CRPS and understanding pain: what can you do to help you?
Richmond Stace is a specialist in pain neuroscience, rehabilitation and nursing. He has extensive experience in working with people suffering with CRPS, giving them an understanding of pain and teaching simple practices that they can integrate into their lives to change pain.
At the event, Richmond asked the audience to think about their pain habits. If your brain is thinking pain, pain, pain, you will automatically think you are still at risk of suffering more pain. It is important to break this cycle by creating a different back story and introduce new patterns of thinking and behaviour.
Richmond encouraged the audience to start by thinking about what their actions and beliefs are. What makes you believe you feel good and strong? This is the first step in helping yourself to work towards getting out of the vicious pain cycle.
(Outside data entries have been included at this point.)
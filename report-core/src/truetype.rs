use std::collections::{BTreeMap, BTreeSet};

use crate::error::{Error, Result};
use crate::objects::PdfObject;

/// A parsed TrueType face: metrics for layout plus the bookkeeping needed
/// to embed it as a Type0/CIDFontType2 font with Identity-H encoding.
pub struct TrueTypeFont {
    pub(crate) postscript_name: String,
    pub(crate) data: Vec<u8>,
    units_per_em: u16,
    pub(crate) ascent: i16,
    pub(crate) descent: i16,
    pub(crate) bbox: [i16; 4],
    pub(crate) cap_height: i16,
    pub(crate) italic_angle: f64,
    pub(crate) flags: u32,
    pub(crate) stem_v: i16,
    /// Unicode codepoint -> glyph id.
    cmap: BTreeMap<u32, u16>,
    /// Glyph id -> first codepoint mapping to it.
    reverse_cmap: BTreeMap<u16, u32>,
    /// Advance widths indexed by glyph id, in font units.
    advances: Vec<u16>,
    used: BTreeSet<u16>,
}

impl TrueTypeFont {
    /// Parse raw `.ttf` bytes.
    pub fn from_bytes(data: Vec<u8>) -> Result<Self> {
        let face = ttf_parser::Face::parse(&data, 0)
            .map_err(|e| Error::FontParse(e.to_string()))?;

        let units_per_em = face.units_per_em();
        if units_per_em == 0 {
            return Err(Error::FontParse("units per em is zero".to_string()));
        }
        let ascent = face.ascender();
        let descent = face.descender();
        let bb = face.global_bounding_box();

        let mut cmap = BTreeMap::new();
        let mut reverse_cmap = BTreeMap::new();
        let tables = face
            .tables()
            .cmap
            .ok_or_else(|| Error::FontParse("font has no cmap table".to_string()))?;
        for subtable in tables.subtables {
            if !subtable.is_unicode() {
                continue;
            }
            subtable.codepoints(|cp| {
                if let Some(gid) = subtable.glyph_index(cp) {
                    cmap.insert(cp, gid.0);
                    reverse_cmap.entry(gid.0).or_insert(cp);
                }
            });
        }

        let advances = (0..face.number_of_glyphs())
            .map(|gid| face.glyph_hor_advance(ttf_parser::GlyphId(gid)).unwrap_or(0))
            .collect();

        let family = face_name(&face, ttf_parser::name_id::FAMILY)
            .unwrap_or_else(|| "Embedded".to_string());
        let postscript_name = face_name(&face, ttf_parser::name_id::POST_SCRIPT_NAME)
            .unwrap_or_else(|| family.replace(' ', ""));

        let weight = face.weight().to_number() as f64 / 1000.0;
        let mut flags = 32; // nonsymbolic
        if face.is_monospaced() {
            flags |= 1;
        }
        if face.is_italic() {
            flags |= 64;
        }
        let cap_height = face.capital_height().unwrap_or(ascent);
        let italic_angle = face.italic_angle() as f64;

        Ok(TrueTypeFont {
            postscript_name,
            units_per_em,
            ascent,
            descent,
            bbox: [bb.x_min, bb.y_min, bb.x_max, bb.y_max],
            cap_height,
            italic_angle,
            flags,
            stem_v: (10.0 + 220.0 * weight * weight) as i16,
            cmap,
            reverse_cmap,
            advances,
            used: BTreeSet::new(),
            data,
        })
    }

    fn glyph(&self, ch: char) -> u16 {
        self.cmap.get(&(ch as u32)).copied().unwrap_or(0)
    }

    /// Advance of a glyph in 1/1000 em.
    fn glyph_width(&self, gid: u16) -> u32 {
        let raw = self
            .advances
            .get(gid as usize)
            .or_else(|| self.advances.first())
            .copied()
            .unwrap_or(0);
        raw as u32 * 1000 / self.units_per_em as u32
    }

    /// Scale a font-unit value to 1/1000 em.
    pub(crate) fn scale(&self, value: i16) -> i64 {
        value as i64 * 1000 / self.units_per_em as i64
    }

    /// Width of `text` in points.
    pub fn measure_text(&self, text: &str, size: f64) -> f64 {
        let units: u32 = text.chars().map(|ch| self.glyph_width(self.glyph(ch))).sum();
        units as f64 * size / 1000.0
    }

    /// Encode text as big-endian glyph ids (`<0048006C>`), recording every
    /// glyph so the widths and ToUnicode tables cover it.
    pub fn encode_hex(&mut self, text: &str) -> String {
        let mut hex = String::with_capacity(text.len() * 4 + 2);
        hex.push('<');
        for ch in text.chars() {
            let gid = self.glyph(ch);
            self.used.insert(gid);
            hex.push_str(&format!("{:04X}", gid));
        }
        hex.push('>');
        hex
    }

    /// `/W` array grouping consecutive used glyph ids:
    /// `[first [w w ...] first [w ...]]`.
    pub fn widths_array(&self) -> Vec<PdfObject> {
        let mut out = Vec::new();
        let mut run: Vec<PdfObject> = Vec::new();
        let mut run_start = 0u16;
        let mut prev: Option<u16> = None;
        for &gid in &self.used {
            if prev.map_or(true, |p| p + 1 != gid) {
                if !run.is_empty() {
                    out.push(PdfObject::Integer(run_start as i64));
                    out.push(PdfObject::Array(std::mem::take(&mut run)));
                }
                run_start = gid;
            }
            run.push(PdfObject::Integer(self.glyph_width(gid) as i64));
            prev = Some(gid);
        }
        if !run.is_empty() {
            out.push(PdfObject::Integer(run_start as i64));
            out.push(PdfObject::Array(run));
        }
        out
    }

    /// ToUnicode CMap so viewers can extract and search the text.
    pub fn to_unicode_cmap(&self) -> Vec<u8> {
        let mut cmap = String::from(
            "/CIDInit /ProcSet findresource begin\n\
             12 dict begin\n\
             begincmap\n\
             /CIDSystemInfo << /Registry (Adobe) /Ordering (UCS) /Supplement 0 >> def\n\
             /CMapName /Adobe-Identity-UCS def\n\
             /CMapType 2 def\n\
             1 begincodespacerange\n<0000> <FFFF>\nendcodespacerange\n",
        );
        let pairs: Vec<(u16, u32)> = self
            .used
            .iter()
            .filter_map(|gid| self.reverse_cmap.get(gid).map(|cp| (*gid, *cp)))
            .collect();
        // At most 100 entries per bfchar section.
        for chunk in pairs.chunks(100) {
            cmap.push_str(&format!("{} beginbfchar\n", chunk.len()));
            for (gid, cp) in chunk {
                cmap.push_str(&format!("<{:04X}> <{:04X}>\n", gid, cp));
            }
            cmap.push_str("endbfchar\n");
        }
        cmap.push_str("endcmap\nCMapName currentdict /CMap defineresource pop\nend\nend\n");
        cmap.into_bytes()
    }

    pub(crate) fn default_width(&self) -> i64 {
        self.glyph_width(0) as i64
    }
}

fn face_name(face: &ttf_parser::Face, id: u16) -> Option<String> {
    face.names()
        .into_iter()
        .find(|name| name.name_id == id && name.is_unicode())
        .and_then(|name| name.to_string())
}

#[cfg(test)]
mod tests {
    use super::*;

    #[test]
    fn garbage_bytes_are_rejected() {
        let err = TrueTypeFont::from_bytes(b"not a font".to_vec()).err().unwrap();
        assert!(matches!(err, Error::FontParse(_)));
    }

    #[test]
    fn empty_bytes_are_rejected() {
        assert!(TrueTypeFont::from_bytes(Vec::new()).is_err());
    }
}
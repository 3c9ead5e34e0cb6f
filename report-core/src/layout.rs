use crate::draw::Sketch;
use crate::geometry::PageGeometry;

/// Slack for accumulated floating-point error when a block lands exactly
/// on the content bottom.
const EPSILON: f64 = 1e-6;

/// A unit of content placed with a single space check.
///
/// Atomic content (a table row, a bordered box, a signature row) is one
/// block and is never split across pages. Flowing text is one block per
/// line, so it may break between lines but never inside one.
pub trait Block {
    /// Vertical space the block consumes, in points.
    fn height(&self) -> f64;

    /// Draw the block with its top edge at `top`.
    fn render(&self, sketch: &mut Sketch<'_>, top: f64);
}

/// What the space check decided before a block is drawn.
#[derive(Debug, Clone, Copy, PartialEq, Eq)]
pub enum Placement {
    /// The block fits on the current page.
    Fits,
    /// Close this page and continue on a fresh one.
    BreakFirst,
    /// Taller than a whole content area and already at the top: draw it
    /// here, overflowing the bottom bound.
    Oversized,
}

/// Running vertical cursor and page counter.
///
/// Pure arithmetic: deciding that a page must break is separate from
/// drawing the chrome that a break requires.
#[derive(Debug, Clone, Copy, PartialEq)]
pub struct Flow {
    top: f64,
    bottom: f64,
    y: f64,
    page: u32,
}

impl Flow {
    /// Cursor at the top of page 1.
    pub fn new(geometry: &PageGeometry) -> Self {
        Flow {
            top: geometry.content_top(),
            bottom: geometry.content_bottom(),
            y: geometry.content_top(),
            page: 1,
        }
    }

    pub fn y(&self) -> f64 {
        self.y
    }

    /// 1-based number of the page being filled.
    pub fn page(&self) -> u32 {
        self.page
    }

    pub fn capacity(&self) -> f64 {
        self.top - self.bottom
    }

    pub fn remaining(&self) -> f64 {
        self.y - self.bottom
    }

    pub fn at_top(&self) -> bool {
        (self.top - self.y).abs() <= EPSILON
    }

    /// Whether `needed` points fit above the content bottom.
    pub fn fits(&self, needed: f64) -> bool {
        self.y - needed >= self.bottom - EPSILON
    }

    /// Move the cursor down. Never passes the content bottom, so an
    /// oversized block leaves the cursor at the bottom and the next block
    /// breaks the page.
    pub fn advance(&mut self, height: f64) {
        self.y = (self.y - height).max(self.bottom);
    }

    /// Decide how a block of `needed` points is placed.
    pub fn place(&self, needed: f64) -> Placement {
        if self.fits(needed) {
            Placement::Fits
        } else if self.at_top() {
            Placement::Oversized
        } else {
            Placement::BreakFirst
        }
    }

    /// Move to the top of the next page.
    pub fn start_page(&mut self) {
        self.page += 1;
        self.y = self.top;
    }
}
There are a number of different factors which can influence pain: emotional state, past experience, tiredness, environment, anticipation, other people -- to name just a few. What we tend to do is focus on our current state, rather than what we need. For example, when we are tired we focus on being tired or what we cannot do because we are tired when we should be focusing on what we need, i.e. sleep.
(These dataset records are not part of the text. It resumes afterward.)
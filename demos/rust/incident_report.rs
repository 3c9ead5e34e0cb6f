/// Incident report example: one record mapped to a sequence of session
/// calls, the way a calling service would.
///
/// Run with:
///   cargo run --example incident_report -p report-demos
///
/// Writes output to: demos/output/incident-report.pdf
use report_core::{ChecklistItem, KeyValue, Session, SignatureParty, StatusColour};

struct Incident {
    id: &'static str,
    severity: &'static str,
    occurred: &'static str,
    location: &'static str,
    reporter: &'static str,
    injured: &'static str,
    description: &'static str,
    injury: &'static str,
    witnesses: &'static [(&'static str, &'static str, &'static str)],
    actions: &'static [&'static str],
}

const INCIDENT: Incident = Incident {
    id: "9c41e7b2-55aa-4f0e-a1d3-2b7c8e6f0d91",
    severity: "Major",
    occurred: "14/10/2026 10:42",
    location: "Plant room B, Level 2, Riverside Works",
    reporter: "Amira Patel",
    injured: "Tom Walsh (apprentice)",
    description: "While replacing a lighting circuit in the plant room the apprentice received \
        a shock from a borrowed neutral shared with an adjacent circuit that had not been \
        isolated. The supervisor isolated the distribution board, administered first aid \
        and reported the incident to site management.\n\
        The circuit was locked off and tagged pending investigation.",
    injury: "Minor burn to the right index finger. Assessed by the site first aider; no \
        hospital visit required. Returned to light duties the same afternoon.",
    witnesses: &[
        ("Ben Jones", "Elec-Mate", "07700 900123"),
        ("Chloe Lee", "Riverside Build Ltd", "07700 900456"),
    ],
    actions: &[
        "Trace and relabel all shared neutrals at DB-2",
        "Toolbox talk on borrowed neutrals for all operatives on site",
        "Review the isolation procedure with the apprentice and supervisor",
    ],
};

fn severity_colour(severity: &str) -> StatusColour {
    match severity {
        "Major" | "Critical" => StatusColour::Danger,
        "Moderate" => StatusColour::Warning,
        _ => StatusColour::Info,
    }
}

#[tokio::main]
async fn main() -> Result<(), Box<dyn std::error::Error>> {
    tracing_subscriber::fmt()
        .with_env_filter(
            tracing_subscriber::EnvFilter::try_from_default_env()
                .unwrap_or_else(|_| tracing_subscriber::EnvFilter::new("info")),
        )
        .init();

    let r = &INCIDENT;
    let mut doc = Session::create(
        "Accident / Incident Record",
        r.id,
        r.severity,
        severity_colour(r.severity),
    )
    .await?;

    doc.warning_banner("Area isolated pending investigation")?;

    doc.section("Incident details")?;
    doc.key_value_grid(
        &[
            KeyValue::new("Date and time", r.occurred),
            KeyValue::new("Severity", r.severity),
            KeyValue::new("Location", r.location),
            KeyValue::new("Reported by", r.reporter),
            KeyValue::new("Person involved", r.injured),
        ],
        2,
    )?;

    doc.section("What happened")?;
    doc.paragraph(r.description)?;
    doc.spacer(8.0)?;
    doc.text_box(r.injury, StatusColour::Warning)?;

    doc.section("Witnesses")?;
    let rows: Vec<Vec<String>> = r
        .witnesses
        .iter()
        .map(|(name, company, phone)| vec![name.to_string(), company.to_string(), phone.to_string()])
        .collect();
    doc.table(&["Name", "Company", "Contact"], &rows, None)?;

    doc.section("Immediate checks")?;
    doc.checklist(&[
        ChecklistItem::new("Circuit isolated and locked off", true),
        ChecklistItem::new("First aid administered", true),
        ChecklistItem::new("Shared neutrals identified", false).with_notes("Labelling missing at DB-2"),
    ])?;
    doc.badges(&["RIDDOR review", "Toolbox talk", "Procedure review"], StatusColour::Info)?;

    doc.section("Follow-up actions")?;
    doc.bullet_list(r.actions)?;
    doc.labelled_value("Follow-up due", "21/10/2026")?;

    doc.section("Sign-off")?;
    doc.signature_block(&[
        SignatureParty::new("Reported by").name(r.reporter).date("14/10/2026"),
        SignatureParty::new("Site supervisor"),
        SignatureParty::new("Client representative"),
    ])?;
    doc.footnote(
        "This record must be retained for at least three years. Reportable incidents must \
         also be notified to the enforcing authority.",
    )?;

    let pages = doc.page_count();
    let bytes = doc.finalize().await?;

    tokio::fs::create_dir_all("demos/output").await?;
    let path = "demos/output/incident-report.pdf";
    tokio::fs::write(path, &bytes).await?;
    println!("Written {} ({} pages, {} bytes)", path, pages, bytes.len());
    Ok(())
}
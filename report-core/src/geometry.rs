use serde::Deserialize;

use crate::error::{Error, Result};

/// Fixed page layout in PDF points (1/72 inch), origin at the bottom-left.
///
/// The content area is the band between the header chrome at the top and
/// the footer chrome at the bottom, each separated from content by `gap`.
#[derive(Debug, Clone, Copy, PartialEq, Deserialize)]
#[serde(default)]
pub struct PageGeometry {
    pub page_width: f64,
    pub page_height: f64,
    pub margin_left: f64,
    pub margin_right: f64,
    pub header_height: f64,
    pub footer_height: f64,
    pub gap: f64,
}

impl PageGeometry {
    /// ISO A4 portrait.
    pub const A4: PageGeometry = PageGeometry {
        page_width: 595.28,
        page_height: 841.89,
        margin_left: 40.0,
        margin_right: 40.0,
        header_height: 78.0,
        footer_height: 36.0,
        gap: 14.0,
    };

    pub fn content_width(&self) -> f64 {
        self.page_width - self.margin_left - self.margin_right
    }

    /// Highest y a block may start at.
    pub fn content_top(&self) -> f64 {
        self.page_height - self.header_height - self.gap
    }

    /// Lowest y a block may reach.
    pub fn content_bottom(&self) -> f64 {
        self.footer_height + self.gap
    }

    pub fn content_height(&self) -> f64 {
        self.content_top() - self.content_bottom()
    }

    /// Right edge of the content area.
    pub fn content_right(&self) -> f64 {
        self.page_width - self.margin_right
    }

    /// Reject layouts that leave no positive content area.
    pub fn validate(&self) -> Result<()> {
        if self.page_width <= 0.0 || self.page_height <= 0.0 {
            return Err(Error::InvalidGeometry(format!(
                "page size {}x{} must be positive",
                self.page_width, self.page_height
            )));
        }
        if self.header_height < 0.0 || self.footer_height < 0.0 || self.gap < 0.0 {
            return Err(Error::InvalidGeometry(
                "header, footer and gap must not be negative".to_string(),
            ));
        }
        if self.content_height() <= 0.0 {
            return Err(Error::InvalidGeometry(format!(
                "header {} + footer {} + gaps leave no room on a {}pt page",
                self.header_height, self.footer_height, self.page_height
            )));
        }
        if self.content_width() <= 0.0 {
            return Err(Error::InvalidGeometry(format!(
                "margins {} + {} exceed page width {}",
                self.margin_left, self.margin_right, self.page_width
            )));
        }
        Ok(())
    }
}

impl Default for PageGeometry {
    fn default() -> Self {
        PageGeometry::A4
    }
}

#[cfg(test)]
mod tests {
    use super::*;

    fn simple() -> PageGeometry {
        PageGeometry {
            page_width: 600.0,
            page_height: 800.0,
            margin_left: 50.0,
            margin_right: 50.0,
            header_height: 60.0,
            footer_height: 40.0,
            gap: 10.0,
        }
    }

    #[test]
    fn derived_bounds() {
        let g = simple();
        assert_eq!(g.content_width(), 500.0);
        assert_eq!(g.content_top(), 730.0);
        assert_eq!(g.content_bottom(), 50.0);
        assert_eq!(g.content_height(), 680.0);
        assert_eq!(g.content_right(), 550.0);
    }

    #[test]
    fn a4_is_valid() {
        assert!(PageGeometry::A4.validate().is_ok());
        assert!(PageGeometry::A4.content_height() > 600.0);
    }

    #[test]
    fn chrome_taller_than_page_is_rejected() {
        let mut g = simple();
        g.header_height = 500.0;
        g.footer_height = 300.0;
        assert!(matches!(g.validate(), Err(Error::InvalidGeometry(_))));
    }

    #[test]
    fn margins_wider_than_page_are_rejected() {
        let mut g = simple();
        g.margin_left = 400.0;
        g.margin_right = 300.0;
        assert!(g.validate().is_err());
    }

    #[test]
    fn partial_json_falls_back_to_a4() {
        let g: PageGeometry = serde_json::from_str(r#"{ "gap": 20.0 }"#).unwrap();
        assert_eq!(g.gap, 20.0);
        assert_eq!(g.page_width, PageGeometry::A4.page_width);
    }
}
How you can help yourself get out of the pain cycle
Start by getting a journal. This is the first step to take if you are following Richmond's advice. When you have your journal, write down at the front of it what it is that you want. Focus on this, not what you do not want. This will give you direction and becomes a reference point. You can then going forward ask yourself “am I acting towards my vision or have I been distracted”? If you write your vision down it will become more concrete and you are more likely to work for it.
Write down when you have been successful at something. Write down what strengths helped to achieve that success and how can you use them again. What are your values, what is it that is important to you in life? Values will keep you orientated in the right direction. Align your actions with your values to keep steering you towards success. Work these rather than goals – goals can be dangerous, values keep you aligned. Write down your purpose, a purpose will drive you in the right direction.
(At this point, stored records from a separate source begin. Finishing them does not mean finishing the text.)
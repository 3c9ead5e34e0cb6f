use crate::color::Color;
use crate::fonts::{FontFace, TextMeasure};

/// Line color and width.
#[derive(Debug, Clone, Copy, PartialEq)]
pub struct Stroke {
    pub color: Color,
    pub width: f64,
}

impl Stroke {
    pub fn new(color: Color, width: f64) -> Self {
        Stroke { color, width }
    }
}

/// A single drawing primitive in page coordinates (origin bottom-left).
///
/// Layout produces these; a [`DrawingBackend`](crate::backend::DrawingBackend)
/// turns them into output.
#[derive(Debug, Clone, PartialEq)]
pub enum DrawOp {
    /// `(x, y)` is the bottom-left corner.
    Rect {
        x: f64,
        y: f64,
        width: f64,
        height: f64,
        fill: Option<Color>,
        stroke: Option<Stroke>,
    },
    Line {
        x1: f64,
        y1: f64,
        x2: f64,
        y2: f64,
        stroke: Stroke,
    },
    Circle {
        cx: f64,
        cy: f64,
        radius: f64,
        fill: Color,
    },
    /// `y` is the baseline.
    Text {
        text: String,
        x: f64,
        y: f64,
        face: FontFace,
        size: f64,
        color: Color,
    },
}

/// Horizontal extent a block draws into.
#[derive(Debug, Clone, Copy, PartialEq)]
pub struct Frame {
    pub left: f64,
    pub width: f64,
}

impl Frame {
    pub fn right(&self) -> f64 {
        self.left + self.width
    }

    pub fn center(&self) -> f64 {
        self.left + self.width / 2.0
    }
}

/// Collects the draw operations for one block or one piece of chrome.
pub struct Sketch<'a> {
    pub frame: Frame,
    measure: &'a dyn TextMeasure,
    ops: Vec<DrawOp>,
}

impl<'a> Sketch<'a> {
    pub fn new(frame: Frame, measure: &'a dyn TextMeasure) -> Self {
        Sketch {
            frame,
            measure,
            ops: Vec::new(),
        }
    }

    pub fn measure(&self) -> &'a dyn TextMeasure {
        self.measure
    }

    pub fn width_of(&self, text: &str, face: FontFace, size: f64) -> f64 {
        self.measure.text_width(text, face, size)
    }

    pub fn fill_rect(&mut self, x: f64, y: f64, width: f64, height: f64, fill: Color) {
        self.ops.push(DrawOp::Rect {
            x,
            y,
            width,
            height,
            fill: Some(fill),
            stroke: None,
        });
    }

    pub fn stroke_rect(&mut self, x: f64, y: f64, width: f64, height: f64, stroke: Stroke) {
        self.ops.push(DrawOp::Rect {
            x,
            y,
            width,
            height,
            fill: None,
            stroke: Some(stroke),
        });
    }

    pub fn line(&mut self, x1: f64, y1: f64, x2: f64, y2: f64, stroke: Stroke) {
        self.ops.push(DrawOp::Line {
            x1,
            y1,
            x2,
            y2,
            stroke,
        });
    }

    /// Horizontal rule across `[x1, x2]` at `y`.
    pub fn hrule(&mut self, x1: f64, x2: f64, y: f64, stroke: Stroke) {
        self.line(x1, y, x2, y, stroke);
    }

    pub fn circle(&mut self, cx: f64, cy: f64, radius: f64, fill: Color) {
        self.ops.push(DrawOp::Circle {
            cx,
            cy,
            radius,
            fill,
        });
    }

    pub fn text(&mut self, text: &str, x: f64, y: f64, face: FontFace, size: f64, color: Color) {
        if text.is_empty() {
            return;
        }
        self.ops.push(DrawOp::Text {
            text: text.to_string(),
            x,
            y,
            face,
            size,
            color,
        });
    }

    /// Text whose right edge sits at `right`.
    pub fn text_right(&mut self, text: &str, right: f64, y: f64, face: FontFace, size: f64, color: Color) {
        let w = self.width_of(text, face, size);
        self.text(text, right - w, y, face, size, color);
    }

    /// Text centred on `center`.
    pub fn text_centered(&mut self, text: &str, center: f64, y: f64, face: FontFace, size: f64, color: Color) {
        let w = self.width_of(text, face, size);
        self.text(text, center - w / 2.0, y, face, size, color);
    }

    pub fn into_ops(self) -> Vec<DrawOp> {
        self.ops
    }
}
At the end of each day write down three good things that have happened and why they were good. Then write down things which you are grateful for.
Your journal is not a pain diary. It will keep you orientated towards what is truly important to you. Journalising will attune you to your thoughts and successes and steer you towards the strengths and values which you first wrote down.
The more you understand about pain the less you fear. Take the energy used worrying and use it to do something. Your journal will help with this. As Richmond says, patients feel more empowered if they understand pain and it puts them back in the driving seat.
Half the battle for CRPS sufferers is finding professionals who understand the condition, whether this be medically to help them with treatment or legally to help them with personal injury claims arising from accidents which have resulted in CRPS. RWK Goodman have a specialist legal team who thoroughly understand CRPS and its effects.
People change and pain can change; get back to life by living life.